● Exercise goal
Print, exactly as written, every line from the first line of the records below through the line containing "id: &AgentId, at: DateTime<Utc>)", and nothing further.

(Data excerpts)

BEGIN

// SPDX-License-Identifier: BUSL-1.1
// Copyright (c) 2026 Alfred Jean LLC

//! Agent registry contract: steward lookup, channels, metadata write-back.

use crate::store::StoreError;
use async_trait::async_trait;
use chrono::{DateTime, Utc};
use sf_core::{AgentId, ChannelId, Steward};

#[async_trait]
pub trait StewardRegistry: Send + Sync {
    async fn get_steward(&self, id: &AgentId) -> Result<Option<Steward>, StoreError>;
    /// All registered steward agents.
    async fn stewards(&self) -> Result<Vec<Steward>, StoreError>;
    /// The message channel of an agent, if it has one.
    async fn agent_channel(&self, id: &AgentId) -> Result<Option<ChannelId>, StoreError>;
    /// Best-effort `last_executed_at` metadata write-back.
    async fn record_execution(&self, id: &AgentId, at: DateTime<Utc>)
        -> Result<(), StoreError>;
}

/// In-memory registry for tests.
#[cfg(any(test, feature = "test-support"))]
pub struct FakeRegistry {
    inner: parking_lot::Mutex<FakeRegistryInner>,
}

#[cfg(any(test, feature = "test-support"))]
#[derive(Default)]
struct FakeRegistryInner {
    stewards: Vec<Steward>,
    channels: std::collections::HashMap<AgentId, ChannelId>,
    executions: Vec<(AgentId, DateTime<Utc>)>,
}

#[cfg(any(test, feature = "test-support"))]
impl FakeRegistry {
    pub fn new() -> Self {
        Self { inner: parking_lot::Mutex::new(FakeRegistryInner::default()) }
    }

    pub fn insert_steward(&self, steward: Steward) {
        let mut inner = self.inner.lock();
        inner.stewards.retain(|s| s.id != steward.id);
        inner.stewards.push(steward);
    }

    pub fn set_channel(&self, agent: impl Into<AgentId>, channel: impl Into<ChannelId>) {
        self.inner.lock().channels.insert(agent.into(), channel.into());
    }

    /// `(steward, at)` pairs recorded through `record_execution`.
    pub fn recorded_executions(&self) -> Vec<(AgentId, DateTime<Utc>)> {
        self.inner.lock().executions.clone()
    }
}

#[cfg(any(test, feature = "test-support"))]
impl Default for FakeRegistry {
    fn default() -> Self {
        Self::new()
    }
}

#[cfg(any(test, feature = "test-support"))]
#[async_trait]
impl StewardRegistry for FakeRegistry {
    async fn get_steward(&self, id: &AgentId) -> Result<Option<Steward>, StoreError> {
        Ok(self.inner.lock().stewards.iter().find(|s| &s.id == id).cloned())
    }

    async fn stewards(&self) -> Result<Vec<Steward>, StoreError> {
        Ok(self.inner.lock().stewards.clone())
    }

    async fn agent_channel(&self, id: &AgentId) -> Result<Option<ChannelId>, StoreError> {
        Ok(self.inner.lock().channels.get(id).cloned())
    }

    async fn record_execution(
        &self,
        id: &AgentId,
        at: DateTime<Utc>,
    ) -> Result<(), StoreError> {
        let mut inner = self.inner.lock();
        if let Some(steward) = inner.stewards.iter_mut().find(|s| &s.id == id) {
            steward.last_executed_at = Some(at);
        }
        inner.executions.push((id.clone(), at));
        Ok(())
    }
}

END

● Solved exercise
// SPDX-License-Identifier: BUSL-1.1
// Copyright (c) 2026 Alfred Jean LLC

//! Agent registry contract: steward lookup, channels, metadata write-back.

use crate::store::StoreError;
use async_trait::async_trait;
use chrono::{DateTime, Utc};
use sf_core::{AgentId, ChannelId, Steward};

#[async_trait]
pub trait StewardRegistry: Send + Sync {
    async fn get_steward(&self, id: &AgentId) -> Result<Option<Steward>, StoreError>;
    /// All registered steward agents.
    async fn stewards(&self) -> Result<Vec<Steward>, StoreError>;
    /// The message channel of an agent, if it has one.
    async fn agent_channel(&self, id: &AgentId) -> Result<Option<ChannelId>, StoreError>;
    /// Best-effort `last_executed_at` metadata write-back.
    async fn record_execution(&self, id: &AgentId, at: DateTime<Utc>)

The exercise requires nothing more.